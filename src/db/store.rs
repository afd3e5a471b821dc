//! Storage abstractions for the wardrobe and generated outfits.
//!
//! The outfit engine only talks to these traits, so the PostgreSQL store can
//! be swapped for the in-memory one in tests or local runs.

use async_trait::async_trait;
use chrono::{DateTime, Utc};

use crate::{
    error::AppResult,
    models::{
        Category, ClothingItem, ClothingItemUpdate, NewClothingItem, Outfit, OutfitDraft,
        OutfitFeedback,
    },
    services::outfit::WardrobeIndex,
};

/// Read and write access to wardrobe items
#[cfg_attr(test, mockall::automock)]
#[async_trait]
pub trait WardrobeStore: Send + Sync {
    /// All items, oldest first
    async fn list_items(&self) -> AppResult<Vec<ClothingItem>>;

    /// Items in one category, or all items when `category` is `None`, newest first
    async fn list_items_filtered(&self, category: Option<Category>) -> AppResult<Vec<ClothingItem>>;

    async fn fetch_item_by_id(&self, id: i64) -> AppResult<Option<ClothingItem>>;

    async fn create_item(&self, item: NewClothingItem) -> AppResult<ClothingItem>;

    /// Returns `None` when no item has this id
    async fn update_item(&self, id: i64, update: ClothingItemUpdate) -> AppResult<Option<ClothingItem>>;

    /// Returns whether an item was removed
    async fn delete_item(&self, id: i64) -> AppResult<bool>;

    /// Snapshot of the wardrobe grouped by category
    async fn list_items_by_category(&self) -> AppResult<WardrobeIndex> {
        let items = self.list_items().await?;
        Ok(WardrobeIndex::from_items(items))
    }
}

/// Persistence for generated outfits
#[cfg_attr(test, mockall::automock)]
#[async_trait]
pub trait OutfitStore: Send + Sync {
    /// Assigns the id and creation timestamp
    async fn save_outfit(&self, draft: OutfitDraft) -> AppResult<Outfit>;

    /// Earliest outfit created at or after `since`
    async fn find_outfit_created_on_or_after(&self, since: DateTime<Utc>) -> AppResult<Option<Outfit>>;

    /// Returns `None` when no outfit has this id
    async fn update_feedback(&self, id: i64, feedback: OutfitFeedback) -> AppResult<Option<Outfit>>;

    /// Newest first
    async fn recent_outfits(&self, limit: usize) -> AppResult<Vec<Outfit>>;
}
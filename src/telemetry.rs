use tracing_subscriber::EnvFilter;

pub const DEFAULT_LOG_FILTER: &str = "wardrobe_api=info,tower_http=info";

/// Installs the global subscriber; `RUST_LOG` overrides the default filter
pub fn init_tracing() -> anyhow::Result<()> {
    let env_filter = EnvFilter::try_from_default_env()
        .or_else(|_| EnvFilter::try_new(DEFAULT_LOG_FILTER))?;

    tracing_subscriber::fmt()
        .with_env_filter(env_filter)
        .with_target(false)
        .compact()
        .try_init()
        .map_err(|e| anyhow::anyhow!("Failed to install tracing subscriber: {}", e))
}
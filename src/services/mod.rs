pub mod attributes;
pub mod outfit;

pub use attributes::{AttributeExtractor, RemoteAttributeExtractor};
pub use outfit::OutfitService;
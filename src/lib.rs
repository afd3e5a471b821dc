pub mod api;
pub mod config;
pub mod db;
pub mod error;
pub mod middleware;
pub mod models;
pub mod services;
pub mod telemetry;
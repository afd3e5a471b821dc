use chrono::{DateTime, NaiveTime, Utc};
use rand::rngs::StdRng;
use rand::SeedableRng;
use std::collections::BTreeMap;
use std::sync::Arc;
use tokio::sync::Mutex;

use super::composer::compose_outfit;
use crate::{
    db::{OutfitStore, WardrobeStore},
    error::{AppError, AppResult},
    models::{Outfit, OutfitFeedback, OutfitView},
};

pub const DEFAULT_HISTORY_LIMIT: usize = 20;
pub const MAX_HISTORY_LIMIT: usize = 100;

/// Generates outfits from the wardrobe store and records them in the outfit store
pub struct OutfitService {
    wardrobe: Arc<dyn WardrobeStore>,
    outfits: Arc<dyn OutfitStore>,
    rng: Mutex<StdRng>,
}

impl OutfitService {
    pub fn new(wardrobe: Arc<dyn WardrobeStore>, outfits: Arc<dyn OutfitStore>) -> Self {
        Self::with_rng(wardrobe, outfits, StdRng::from_entropy())
    }

    /// Creates a service drawing from the given random source
    pub fn with_rng(
        wardrobe: Arc<dyn WardrobeStore>,
        outfits: Arc<dyn OutfitStore>,
        rng: StdRng,
    ) -> Self {
        Self {
            wardrobe,
            outfits,
            rng: Mutex::new(rng),
        }
    }

    /// Returns the outfit already created today, or generates one
    pub async fn todays_outfit(&self) -> AppResult<OutfitView> {
        self.todays_outfit_at(Utc::now()).await
    }

    pub async fn todays_outfit_at(&self, now: DateTime<Utc>) -> AppResult<OutfitView> {
        let start_of_day = now.date_naive().and_time(NaiveTime::MIN).and_utc();

        if let Some(existing) = self
            .outfits
            .find_outfit_created_on_or_after(start_of_day)
            .await?
        {
            tracing::debug!(outfit_id = existing.id, "Reusing today's outfit");
            return self.view(existing).await;
        }

        tracing::debug!(since = %start_of_day, "No outfit yet today, generating one");
        self.generate_outfit_at(None, now).await
    }

    /// Always composes and stores a new outfit
    pub async fn generate_outfit(&self, style_preference: Option<&str>) -> AppResult<OutfitView> {
        self.generate_outfit_at(style_preference, Utc::now()).await
    }

    async fn generate_outfit_at(
        &self,
        style_preference: Option<&str>,
        now: DateTime<Utc>,
    ) -> AppResult<OutfitView> {
        let index = self.wardrobe.list_items_by_category().await?;

        let composed = {
            let mut rng = self.rng.lock().await;
            compose_outfit(&index, style_preference, now.date_naive(), &mut *rng)?
        };

        let outfit = self.outfits.save_outfit(composed.draft).await?;

        tracing::info!(
            outfit_id = outfit.id,
            style_tag = %outfit.style_tag,
            slots = composed.items.len(),
            style_preference = style_preference.unwrap_or("none"),
            "Generated outfit"
        );

        Ok(OutfitView::new(outfit, composed.items))
    }

    /// Rebuilds the client view of a stored outfit. Items deleted since the
    /// outfit was created are left out.
    pub async fn view(&self, outfit: Outfit) -> AppResult<OutfitView> {
        let mut items = BTreeMap::new();
        for (slot, item_id) in outfit.slots.occupied() {
            match self.wardrobe.fetch_item_by_id(item_id).await? {
                Some(item) => {
                    items.insert(slot, item);
                }
                None => {
                    tracing::warn!(outfit_id = outfit.id, %slot, item_id, "Outfit item no longer exists");
                }
            }
        }
        Ok(OutfitView::new(outfit, items))
    }

    pub async fn record_feedback(&self, outfit_id: i64, feedback: OutfitFeedback) -> AppResult<Outfit> {
        self.outfits
            .update_feedback(outfit_id, feedback)
            .await?
            .ok_or_else(|| AppError::NotFound(format!("Outfit {}", outfit_id)))
    }

    /// Most recent outfits first
    pub async fn history(&self, limit: Option<usize>) -> AppResult<Vec<Outfit>> {
        let limit = limit
            .unwrap_or(DEFAULT_HISTORY_LIMIT)
            .min(MAX_HISTORY_LIMIT);
        self.outfits.recent_outfits(limit).await
    }
}
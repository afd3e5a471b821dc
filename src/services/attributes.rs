//! Client for the external image analysis service.
//!
//! The service removes the background, classifies the category and clusters
//! the dominant colors of a clothing photo. This crate only forwards the image
//! and caches the finished attribute record.

use axum::body::Bytes;
use reqwest::Client as HttpClient;

use crate::{
    cached,
    db::{Cache, CacheKey},
    error::{AppError, AppResult},
    models::ItemAttributes,
};

const ATTRIBUTE_CACHE_TTL: u64 = 604800; // 1 week

/// Produces an attribute record for a clothing photo
#[async_trait::async_trait]
pub trait AttributeExtractor: Send + Sync {
    async fn extract(&self, image: Bytes, content_type: Option<String>) -> AppResult<ItemAttributes>;

    /// Extractor name for logging
    fn name(&self) -> &'static str;
}

/// Extractor that calls the image analysis HTTP service
pub struct RemoteAttributeExtractor {
    http_client: HttpClient,
    api_url: String,
    cache: Option<Cache>,
}

impl RemoteAttributeExtractor {
    pub fn new(api_url: String, cache: Option<Cache>) -> Self {
        Self {
            http_client: HttpClient::new(),
            api_url: api_url.trim_end_matches('/').to_string(),
            cache,
        }
    }

    async fn call_api(&self, image: Bytes, content_type: Option<String>) -> AppResult<ItemAttributes> {
        let url = format!("{}/analyze", self.api_url);

        let mut request = self.http_client.post(&url).body(image);
        if let Some(content_type) = content_type {
            request = request.header(reqwest::header::CONTENT_TYPE, content_type);
        }

        let response = request.send().await?;
        let status = response.status();
        if !status.is_success() {
            let body = response.text().await.unwrap_or_default();
            tracing::warn!(%status, body = %body, "Image analysis request failed");
            return Err(AppError::ExternalApi(format!(
                "Image analysis service returned {}",
                status
            )));
        }

        let attributes: ItemAttributes = response.json().await.map_err(|e| {
            AppError::ExternalApi(format!("Invalid image analysis response: {}", e))
        })?;

        tracing::info!(
            category = %attributes.category,
            primary_color = attributes.primary_color.as_deref().unwrap_or("unknown"),
            "Extracted item attributes"
        );

        Ok(attributes)
    }
}

#[async_trait::async_trait]
impl AttributeExtractor for RemoteAttributeExtractor {
    async fn extract(&self, image: Bytes, content_type: Option<String>) -> AppResult<ItemAttributes> {
        if image.is_empty() {
            return Err(AppError::InvalidInput("No image provided".to_string()));
        }

        match &self.cache {
            Some(cache) => {
                let attributes: AppResult<ItemAttributes> = cached!(
                    cache,
                    CacheKey::for_image(&image),
                    ATTRIBUTE_CACHE_TTL,
                    self.call_api(image.clone(), content_type)
                );
                attributes
            }
            None => self.call_api(image, content_type).await,
        }
    }

    fn name(&self) -> &'static str {
        "remote"
    }
}

#[cfg(test)]
mod tests {
    use super::*;
    use crate::models::Category;
    use axum::{http::StatusCode, routing::post, Json, Router};
    use serde_json::json;

    async fn spawn_analyzer(router: Router) -> String {
        let listener = tokio::net::TcpListener::bind("127.0.0.1:0").await.unwrap();
        let addr = listener.local_addr().unwrap();
        tokio::spawn(async move {
            axum::serve(listener, router).await.unwrap();
        });
        format!("http://{}", addr)
    }

    #[tokio::test]
    async fn test_extract_decodes_attribute_record() {
        let router = Router::new().route(
            "/analyze",
            post(|body: Bytes| async move {
                assert_eq!(&body[..], b"fake-jpeg");
                Json(json!({
                    "category": "shoes",
                    "primaryColor": "white",
                    "secondaryColor": "gray",
                    "style": "sporty",
                    "season": "all-season",
                    "tags": ["sneaker"],
                    "imagePath": "uploads/abc.png"
                }))
            }),
        );
        let url = spawn_analyzer(router).await;

        let extractor = RemoteAttributeExtractor::new(format!("{}/", url), None);
        let attributes = extractor
            .extract(Bytes::from_static(b"fake-jpeg"), Some("image/jpeg".to_string()))
            .await
            .unwrap();

        assert_eq!(attributes.category, Category::Shoes);
        assert_eq!(attributes.primary_color.as_deref(), Some("white"));
        assert_eq!(attributes.tags, vec!["sneaker".to_string()]);
    }

    #[tokio::test]
    async fn test_extract_maps_service_failure() {
        let router = Router::new().route(
            "/analyze",
            post(|| async { (StatusCode::INTERNAL_SERVER_ERROR, "model not loaded") }),
        );
        let url = spawn_analyzer(router).await;

        let extractor = RemoteAttributeExtractor::new(url, None);
        let result = extractor.extract(Bytes::from_static(b"img"), None).await;

        assert!(matches!(result, Err(AppError::ExternalApi(_))));
    }

    #[tokio::test]
    async fn test_extract_rejects_empty_image() {
        let extractor = RemoteAttributeExtractor::new("http://127.0.0.1:9".to_string(), None);
        let result = extractor.extract(Bytes::new(), None).await;
        assert!(matches!(result, Err(AppError::InvalidInput(_))));
    }
}
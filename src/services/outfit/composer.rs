use chrono::NaiveDate;
use rand::seq::SliceRandom;
use rand::Rng;
use std::collections::BTreeMap;
use thiserror::Error;

use super::index::WardrobeIndex;
use super::rules;
use super::selector::{select_item, select_matching_item};
use crate::models::{Category, ClothingItem, OutfitDraft, OutfitSlots, Slot, DEFAULT_STYLE};

/// Chance of adding a layer when the wardrobe has one
pub const LAYER_PROBABILITY: f64 = 0.5;

/// Chance of adding an accessory when the wardrobe has one
pub const ACCESSORY_PROBABILITY: f64 = 0.3;

/// Error types for outfit composition
#[derive(Debug, Error)]
pub enum OutfitError {
    #[error("Not enough items in wardrobe: at least one top and one bottom are required")]
    InsufficientWardrobe,
    #[error("No candidates to select from")]
    EmptyCandidatePool,
}

/// An outfit chosen from the wardrobe but not yet persisted
#[derive(Debug, Clone, PartialEq)]
pub struct ComposedOutfit {
    pub draft: OutfitDraft,
    pub items: BTreeMap<Slot, ClothingItem>,
}

/// Builds an outfit slot by slot: top, bottom, shoes, then the optional layer
/// and accessory.
///
/// Shoes are added whenever the wardrobe has any. Layers and accessories are
/// each added at random, and only when their pool is non-empty.
pub fn compose_outfit<R>(
    index: &WardrobeIndex,
    style_preference: Option<&str>,
    date: NaiveDate,
    rng: &mut R,
) -> Result<ComposedOutfit, OutfitError>
where
    R: Rng + ?Sized,
{
    if !index.has(Category::Tops) || !index.has(Category::Bottoms) {
        return Err(OutfitError::InsufficientWardrobe);
    }

    let style_preference = style_preference.filter(|style| !style.is_empty());

    // Slot order here also decides style tie-breaks
    let mut picks: Vec<(Slot, &ClothingItem)> = Vec::with_capacity(5);

    let top = select_item(index.pool(Category::Tops), style_preference, rng)?;
    picks.push((Slot::Top, top));

    let bottom = select_matching_item(
        index.pool(Category::Bottoms),
        top,
        style_preference,
        None,
        rng,
    )?;
    picks.push((Slot::Bottom, bottom));

    let shoes_pool = index.pool(Category::Shoes);
    if !shoes_pool.is_empty() {
        let shoes = select_matching_item(shoes_pool, top, style_preference, Some(bottom), rng)?;
        picks.push((Slot::Shoes, shoes));
    }

    let layers_pool = index.pool(Category::Layers);
    if !layers_pool.is_empty() && rng.gen_bool(LAYER_PROBABILITY) {
        let layer = select_matching_item(layers_pool, top, style_preference, None, rng)?;
        picks.push((Slot::Layer, layer));
    }

    let accessories_pool = index.pool(Category::Accessories);
    if !accessories_pool.is_empty() && rng.gen_bool(ACCESSORY_PROBABILITY) {
        let accessory = accessories_pool
            .choose(rng)
            .ok_or(OutfitError::EmptyCandidatePool)?;
        picks.push((Slot::Accessory, accessory));
    }

    let overall_style = dominant_style(picks.iter().map(|(_, item)| *item));
    let description = rules::style_descriptions(&overall_style)
        .choose(rng)
        .copied()
        .unwrap_or_default();

    let slot_id = |slot: Slot| {
        picks
            .iter()
            .find(|(picked, _)| *picked == slot)
            .map(|(_, item)| item.id)
    };

    let draft = OutfitDraft {
        name: format!("Outfit {}", date.format("%m/%d")),
        style_tag: rules::style_tag(&overall_style).to_string(),
        description: description.to_string(),
        slots: OutfitSlots {
            top_id: top.id,
            bottom_id: bottom.id,
            layer_id: slot_id(Slot::Layer),
            shoes_id: slot_id(Slot::Shoes),
            accessory_id: slot_id(Slot::Accessory),
        },
    };

    let items = picks
        .into_iter()
        .map(|(slot, item)| (slot, item.clone()))
        .collect();

    Ok(ComposedOutfit { draft, items })
}

/// Most frequent style among the items; the earliest seen wins a tie.
/// Items without a style are skipped, and casual is used when none have one.
pub fn dominant_style<'a>(items: impl IntoIterator<Item = &'a ClothingItem>) -> String {
    let mut counts: Vec<(&str, usize)> = Vec::new();

    for style in items
        .into_iter()
        .filter_map(|item| item.style.as_deref())
        .filter(|style| !style.is_empty())
    {
        match counts.iter_mut().find(|(seen, _)| *seen == style) {
            Some((_, count)) => *count += 1,
            None => counts.push((style, 1)),
        }
    }

    let mut best: Option<(&str, usize)> = None;
    for (style, count) in counts {
        if best.map_or(true, |(_, best_count)| count > best_count) {
            best = Some((style, count));
        }
    }

    best.map(|(style, _)| style)
        .unwrap_or(DEFAULT_STYLE)
        .to_string()
}
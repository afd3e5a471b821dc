use axum::{
    middleware,
    routing::{get, post},
    Router,
};
use tower_http::{cors::CorsLayer, trace::TraceLayer};

use super::handlers;
use super::AppState;
use crate::middleware::{make_span_with_request_id, request_id_middleware};

/// Creates the application router with all routes
pub fn create_router(state: AppState) -> Router {
    Router::new()
        .nest("/api", api_routes())
        .layer(TraceLayer::new_for_http().make_span_with(make_span_with_request_id))
        // Outermost so the trace span can read the request id
        .layer(middleware::from_fn(request_id_middleware))
        .layer(CorsLayer::permissive())
        .with_state(state)
}

/// Routes under /api
fn api_routes() -> Router<AppState> {
    Router::new()
        .route("/health", get(handlers::health_check))
        // Wardrobe
        .route(
            "/wardrobe",
            get(handlers::list_items).post(handlers::create_item),
        )
        .route(
            "/wardrobe/:id",
            get(handlers::get_item)
                .put(handlers::update_item)
                .delete(handlers::delete_item),
        )
        .route("/process-image", post(handlers::process_image))
        // Outfits
        .route("/outfit/today", get(handlers::todays_outfit))
        .route("/outfit/generate", post(handlers::generate_outfit))
        .route("/outfit/history", get(handlers::outfit_history))
        .route("/outfit/:id/feedback", post(handlers::outfit_feedback))
}
/// Read-through caching over [`Cache`](crate::db::Cache).
///
/// Returns the cached value for `$key` when present. Otherwise awaits
/// `$future`, queues the result for a background write with `$ttl` seconds to
/// live, and returns it. Evaluates to an `AppResult`, and cache read errors
/// are propagated with `?`.
///
/// ```rust,ignore
/// let attributes: AppResult<ItemAttributes> =
///     cached!(cache, CacheKey::for_image(&image), ATTRIBUTE_CACHE_TTL, self.call_api(&image));
/// ```
#[macro_export]
macro_rules! cached {
    ($cache:expr, $key:expr, $ttl:expr, $future:expr) => {{
        let key = $key;
        if let Some(cached) = $cache.get_from_cache(&key).await? {
            tracing::debug!(key = %key, "Cache hit");
            Ok(cached)
        } else {
            tracing::debug!(key = %key, "Cache miss");
            let value = $future.await?;
            $cache.set_in_background(&key, &value, $ttl);
            Ok(value)
        }
    }};
}
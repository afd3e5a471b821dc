use std::sync::Arc;

use crate::db::WardrobeStore;
use crate::services::{AttributeExtractor, OutfitService};

/// Shared application state
#[derive(Clone)]
pub struct AppState {
    pub wardrobe: Arc<dyn WardrobeStore>,
    pub outfits: Arc<OutfitService>,
    pub attributes: Arc<dyn AttributeExtractor>,
}

impl AppState {
    pub fn new(
        wardrobe: Arc<dyn WardrobeStore>,
        outfits: Arc<OutfitService>,
        attributes: Arc<dyn AttributeExtractor>,
    ) -> Self {
        Self {
            wardrobe,
            outfits,
            attributes,
        }
    }
}
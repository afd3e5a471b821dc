use axum::{
    extract::rejection::JsonRejection,
    http::StatusCode,
    response::{IntoResponse, Response},
    Json,
};
use serde_json::json;

use crate::services::outfit::OutfitError;

/// Application-level errors
#[derive(thiserror::Error, Debug)]
pub enum AppError {
    #[error("Database error: {0}")]
    Database(#[from] sqlx::Error),

    #[error("Migration error: {0}")]
    Migration(#[from] sqlx::migrate::MigrateError),

    #[error("Cache error: {0}")]
    Cache(#[from] redis::RedisError),

    #[error("HTTP client error: {0}")]
    HttpClient(#[from] reqwest::Error),

    #[error(transparent)]
    Outfit(#[from] OutfitError),

    #[error("Not found: {0}")]
    NotFound(String),

    #[error("Invalid input: {0}")]
    InvalidInput(String),

    #[error("External API error: {0}")]
    ExternalApi(String),

    #[error("Internal server error: {0}")]
    Internal(String),
}

impl IntoResponse for AppError {
    fn into_response(self) -> Response {
        let (status, message) = match self {
            AppError::NotFound(msg) => (StatusCode::NOT_FOUND, msg),
            AppError::InvalidInput(msg) => (StatusCode::BAD_REQUEST, msg),
            AppError::Outfit(OutfitError::InsufficientWardrobe) => (
                StatusCode::BAD_REQUEST,
                "Not enough items in wardrobe".to_string(),
            ),
            AppError::Outfit(OutfitError::EmptyCandidatePool)
            | AppError::Database(_)
            | AppError::Migration(_)
            | AppError::Cache(_)
            | AppError::Internal(_) => {
                tracing::error!(error = %self, "Request failed");
                (StatusCode::INTERNAL_SERVER_ERROR, self.to_string())
            }
            AppError::ExternalApi(msg) => (StatusCode::BAD_GATEWAY, msg),
            AppError::HttpClient(_) => (StatusCode::BAD_GATEWAY, self.to_string()),
        };

        let body = Json(json!({
            "error": message
        }));

        (status, body).into_response()
    }
}

/// Malformed or mistyped request bodies are client errors
impl From<JsonRejection> for AppError {
    fn from(rejection: JsonRejection) -> Self {
        AppError::InvalidInput(rejection.body_text())
    }
}

pub type AppResult<T> = Result<T, AppError>;
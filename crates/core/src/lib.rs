//! Euphoriae real-time audio effects engine
//!
//! The host owns an [`AudioEngine`], pushes interleaved `f32` blocks through
//! [`AudioEngine::process_audio`] from its render thread and adjusts effects
//! from any other thread through an [`EngineController`].

pub mod domain;

pub use domain::audio::{AudioError, ChannelLayout};
pub use domain::config::{ConfigError, EffectPreset, EngineConfig, EqualizerMode};
pub use domain::dsp::StretchOutcome;
pub use domain::engine::{AudioEngine, EngineController};
pub use domain::params::{
    EffectParameters, EffectSettings, HeadphoneType, ReverbPreset, SurroundMode, EQ_BAND_COUNT,
};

Try it:
The answer is the run of lines above from the line containing "finished attribute record." through the line containing "if let Some(content_type)", copied exactly and alone.

Response below:
//! and caches the finished attribute record.

use axum::body::Bytes;
use reqwest::Client as HttpClient;

use crate::{
    cached,
    db::{Cache, CacheKey},
    error::{AppError, AppResult},
    models::ItemAttributes,
};

const ATTRIBUTE_CACHE_TTL: u64 = 604800; // 1 week

/// Produces an attribute record for a clothing photo
#[async_trait::async_trait]
pub trait AttributeExtractor: Send + Sync {
    async fn extract(&self, image: Bytes, content_type: Option<String>) -> AppResult<ItemAttributes>;

    /// Extractor name for logging
    fn name(&self) -> &'static str;
}

/// Extractor that calls the image analysis HTTP service
pub struct RemoteAttributeExtractor {
    http_client: HttpClient,
    api_url: String,
    cache: Option<Cache>,
}

impl RemoteAttributeExtractor {
    pub fn new(api_url: String, cache: Option<Cache>) -> Self {
        Self {
            http_client: HttpClient::new(),
            api_url: api_url.trim_end_matches('/').to_string(),
            cache,
        }
    }

    async fn call_api(&self, image: Bytes, content_type: Option<String>) -> AppResult<ItemAttributes> {
        let url = format!("{}/analyze", self.api_url);

        let mut request = self.http_client.post(&url).body(image);
        if let Some(content_type) = content_type {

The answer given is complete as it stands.